All medical (Wound dresser, Diagnostician)
I put 1 or 2 points in all of these skills for my fort Doctor.
The dwarf with the most social skill becomes the “Expedition Leader” by default and will use these skills the most.
Note: If you would like to save on time and skill points I make my social dwarf have 1 rank in all social skills then I make them my book keeper, broker, and manager. I don’t put any points into these other skills because the will level up on their own naturally.
This skill lets you know how much everything is worth when opening your status screen, I don’t put points into this since it will get trained as your broker trades with merchants.

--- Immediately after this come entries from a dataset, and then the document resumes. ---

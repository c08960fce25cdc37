use std::future::Future;
use std::pin::Pin;
use std::sync::Mutex;
use tokio::sync::mpsc;
use tokio::task::JoinHandle;

type Job = Pin<Box<dyn Future<Output = ()> + Send>>;

/// Single-consumer FIFO for background LLM completion. Jobs run strictly in
/// enqueue order; a failing job logs inside itself and never blocks the
/// queue. Explicit start/stop so tests get fresh instances.
pub struct DeferredQueue {
    tx: Mutex<Option<mpsc::UnboundedSender<Job>>>,
    worker: Mutex<Option<JoinHandle<()>>>,
}

impl DeferredQueue {
    pub fn start() -> Self {
        let (tx, mut rx) = mpsc::unbounded_channel::<Job>();
        let worker = tokio::spawn(async move {
            while let Some(job) = rx.recv().await {
                job.await;
            }
            tracing::debug!("deferred queue drained, consumer exiting");
        });
        Self {
            tx: Mutex::new(Some(tx)),
            worker: Mutex::new(Some(worker)),
        }
    }

    /// Appends a job. Returns false if the queue was already stopped.
    pub fn enqueue(&self, job: impl Future<Output = ()> + Send + 'static) -> bool {
        let guard = self.tx.lock().unwrap_or_else(|e| e.into_inner());
        match guard.as_ref() {
            Some(tx) => tx.send(Box::pin(job)).is_ok(),
            None => false,
        }
    }

    /// Closes the queue and waits for the consumer to drain.
    pub async fn stop(&self) {
        {
            let mut guard = self.tx.lock().unwrap_or_else(|e| e.into_inner());
            guard.take();
        }
        let handle = {
            let mut guard = self.worker.lock().unwrap_or_else(|e| e.into_inner());
            guard.take()
        };
        if let Some(handle) = handle {
            let _ = handle.await;
        }
    }
}

#[cfg(test)]
mod tests {
    use super::*;
    use std::sync::atomic::{AtomicUsize, Ordering};
    use std::sync::Arc;

    #[tokio::test]
    async fn jobs_run_serially_in_fifo_order() {
        let queue = DeferredQueue::start();
        let order = Arc::new(Mutex::new(Vec::new()));

        for i in 0..5u64 {
            let order = order.clone();
            queue.enqueue(async move {
                // Later jobs sleep less; serial execution still preserves order.
                tokio::time::sleep(std::time::Duration::from_millis(5 * (5 - i))).await;
                order.lock().unwrap().push(i);
            });
        }
        queue.stop().await;

        assert_eq!(*order.lock().unwrap(), vec![0, 1, 2, 3, 4]);
    }

    #[tokio::test]
    async fn enqueue_after_stop_is_rejected() {
        let queue = DeferredQueue::start();
        queue.stop().await;
        assert!(!queue.enqueue(async {}));
    }

    #[tokio::test]
    async fn a_failing_job_does_not_block_later_jobs() {
        let queue = DeferredQueue::start();
        let ran = Arc::new(AtomicUsize::new(0));

        queue.enqueue(async {
            // A job whose work failed; it logs and returns.
            tracing::warn!("background completion failed");
        });
        let ran2 = ran.clone();
        queue.enqueue(async move {
            ran2.fetch_add(1, Ordering::SeqCst);
        });
        queue.stop().await;

        assert_eq!(ran.load(Ordering::SeqCst), 1);
    }
}
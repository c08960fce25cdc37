use async_trait::async_trait;
use dashmap::DashMap;
use serde_json::{json, Value};
use std::path::{Path, PathBuf};
use std::time::{Duration, Instant, SystemTime};

use research_core::ResearchError;

/// Sentinel stored for upstream lookups that returned nothing, so absence is
/// cached too and known-missing data does not trigger retry storms.
pub fn empty_sentinel() -> Value {
    json!({ "__empty": true })
}

pub fn is_empty_sentinel(value: &Value) -> bool {
    value
        .get("__empty")
        .and_then(Value::as_bool)
        .unwrap_or(false)
}

/// Content-keyed blob cache. Disk-backed in production, in-memory for tests.
/// Prefix scanning (for per-ticker invalidation) is part of the contract.
#[async_trait]
pub trait BlobCache: Send + Sync {
    /// Returns the stored value iff its age is within `max_age`.
    async fn read(&self, key: &str, max_age: Duration) -> Option<Value>;

    /// Overwrites atomically.
    async fn write(&self, key: &str, value: &Value) -> Result<(), ResearchError>;

    /// Removes every entry whose decoded key contains `ticker` (and `date`
    /// when given). Returns the number of entries removed. Idempotent.
    async fn clear_matching(&self, ticker: &str, date: Option<&str>) -> usize;
}

fn key_matches(decoded: &str, ticker: &str, date: Option<&str>) -> bool {
    decoded.contains(ticker) && date.map_or(true, |d| decoded.contains(d))
}

/// One JSON file per URL-encoded key; freshness by file modification time.
pub struct DiskKvCache {
    dir: PathBuf,
}

impl DiskKvCache {
    pub fn new(dir: impl Into<PathBuf>) -> Result<Self, ResearchError> {
        let dir = dir.into();
        std::fs::create_dir_all(&dir)
            .map_err(|e| ResearchError::Cache(format!("create {}: {e}", dir.display())))?;
        Ok(Self { dir })
    }

    fn path_for(&self, key: &str) -> PathBuf {
        self.dir.join(format!("{}.json", urlencoding::encode(key)))
    }

    fn decode_file_name(path: &Path) -> Option<String> {
        let stem = path.file_stem()?.to_str()?;
        urlencoding::decode(stem).ok().map(|s| s.into_owned())
    }
}

#[async_trait]
impl BlobCache for DiskKvCache {
    async fn read(&self, key: &str, max_age: Duration) -> Option<Value> {
        let path = self.path_for(key);
        let meta = std::fs::metadata(&path).ok()?;
        let modified = meta.modified().ok()?;
        let age = SystemTime::now().duration_since(modified).ok()?;
        if age > max_age {
            return None;
        }
        let bytes = std::fs::read(&path).ok()?;
        serde_json::from_slice(&bytes).ok()
    }

    async fn write(&self, key: &str, value: &Value) -> Result<(), ResearchError> {
        let path = self.path_for(key);
        let tmp = path.with_extension("json.tmp");
        let bytes = serde_json::to_vec(value)
            .map_err(|e| ResearchError::Cache(format!("serialize {key}: {e}")))?;
        std::fs::write(&tmp, bytes)
            .map_err(|e| ResearchError::Cache(format!("write {}: {e}", tmp.display())))?;
        std::fs::rename(&tmp, &path)
            .map_err(|e| ResearchError::Cache(format!("rename {}: {e}", path.display())))?;
        Ok(())
    }

    async fn clear_matching(&self, ticker: &str, date: Option<&str>) -> usize {
        let Ok(entries) = std::fs::read_dir(&self.dir) else {
            return 0;
        };
        let mut removed = 0;
        for entry in entries.flatten() {
            let path = entry.path();
            if path.extension().and_then(|e| e.to_str()) != Some("json") {
                continue;
            }
            let Some(decoded) = Self::decode_file_name(&path) else {
                continue;
            };
            if key_matches(&decoded, ticker, date) && std::fs::remove_file(&path).is_ok() {
                removed += 1;
            }
        }
        removed
    }
}

/// In-memory implementation used by tests and ephemeral deployments.
#[derive(Default)]
pub struct MemoryKvCache {
    entries: DashMap<String, (Value, Instant)>,
}

impl MemoryKvCache {
    pub fn new() -> Self {
        Self::default()
    }

    pub fn len(&self) -> usize {
        self.entries.len()
    }

    pub fn is_empty(&self) -> bool {
        self.entries.is_empty()
    }
}

#[async_trait]
impl BlobCache for MemoryKvCache {
    async fn read(&self, key: &str, max_age: Duration) -> Option<Value> {
        let entry = self.entries.get(key)?;
        let (value, written_at) = entry.value();
        if written_at.elapsed() > max_age {
            return None;
        }
        Some(value.clone())
    }

    async fn write(&self, key: &str, value: &Value) -> Result<(), ResearchError> {
        self.entries
            .insert(key.to_string(), (value.clone(), Instant::now()));
        Ok(())
    }

    async fn clear_matching(&self, ticker: &str, date: Option<&str>) -> usize {
        let keys: Vec<String> = self
            .entries
            .iter()
            .filter(|e| key_matches(e.key(), ticker, date))
            .map(|e| e.key().clone())
            .collect();
        let mut removed = 0;
        for key in keys {
            if self.entries.remove(&key).is_some() {
                removed += 1;
            }
        }
        removed
    }
}

#[cfg(test)]
mod tests {
    use super::*;

    #[tokio::test]
    async fn disk_round_trip_and_freshness() {
        let dir = tempfile::tempdir().unwrap();
        let cache = DiskKvCache::new(dir.path()).unwrap();

        let value = json!({"price": 123.45, "source": "fmp_quote"});
        cache.write("fh_quote_AAPL_2025-11-08", &value).await.unwrap();

        let hit = cache
            .read("fh_quote_AAPL_2025-11-08", Duration::from_secs(60))
            .await;
        assert_eq!(hit, Some(value));

        // Zero max_age means everything is stale.
        let stale = cache
            .read("fh_quote_AAPL_2025-11-08", Duration::ZERO)
            .await;
        assert!(stale.is_none());
    }

    #[tokio::test]
    async fn disk_write_overwrites() {
        let dir = tempfile::tempdir().unwrap();
        let cache = DiskKvCache::new(dir.path()).unwrap();

        cache.write("k", &json!(1)).await.unwrap();
        cache.write("k", &json!(2)).await.unwrap();
        assert_eq!(
            cache.read("k", Duration::from_secs(60)).await,
            Some(json!(2))
        );
    }

    #[tokio::test]
    async fn clear_matching_is_prefix_scoped_and_idempotent() {
        let dir = tempfile::tempdir().unwrap();
        let cache = DiskKvCache::new(dir.path()).unwrap();

        cache
            .write("filing_summary_NVDA_10-K_2024-02-21", &json!({}))
            .await
            .unwrap();
        cache.write("momentum_NVDA_2024-01-02", &json!({})).await.unwrap();
        cache.write("momentum_AAPL_2024-01-02", &json!({})).await.unwrap();

        assert_eq!(cache.clear_matching("NVDA", None).await, 2);
        assert_eq!(cache.clear_matching("NVDA", None).await, 0);
        assert!(cache
            .read("momentum_AAPL_2024-01-02", Duration::from_secs(60))
            .await
            .is_some());
    }

    #[tokio::test]
    async fn clear_matching_respects_date_constraint() {
        let cache = MemoryKvCache::new();
        cache.write("news_NVDA_2024-01-02", &json!({})).await.unwrap();
        cache.write("news_NVDA_2024-01-03", &json!({})).await.unwrap();

        assert_eq!(cache.clear_matching("NVDA", Some("2024-01-02")).await, 1);
        assert_eq!(cache.len(), 1);
    }

    #[test]
    fn sentinel_round_trip() {
        assert!(is_empty_sentinel(&empty_sentinel()));
        assert!(!is_empty_sentinel(&json!({"price": 1.0})));
        assert!(!is_empty_sentinel(&json!(null)));
    }
}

This to me was the single most important skill in the game, at the same time I never put points into this since even at 0 points it’s just as effective as if it was legendary. When you assign a dwarf as a bookkeeper and give them a chair + table AND set them up to give full reports you will know EXACTLY how much food/stone/plants ect you ACTUALLY have. Ya that’s dwarf fortress will only give you a rough estimate on how many supplies you actually have with you till you have a bookkeeper. Till you have one your inventory is a mess, do you have 20 seeds or 28 seeds? Who knows!
You can mix and match your skills as you see fit and with DT you can figure out which dwarves are suited to each role. Honestly this is only of minor importance because soon you will get immigrants coming to your fort and your initial 7 dwarfs will become just another statistic in the crowd.
Note: Dwarf Hack, that little command prompt like box that we mentioned WAY back at the beginning? I use the Enable Labormanager command once I have my embark set up and that script will automatically assign dwarves to whatever job I need doing in the fort, from smithing to digging. It’s not perfect but it’s a lot easier than trying to manage 200 dwarves by myself.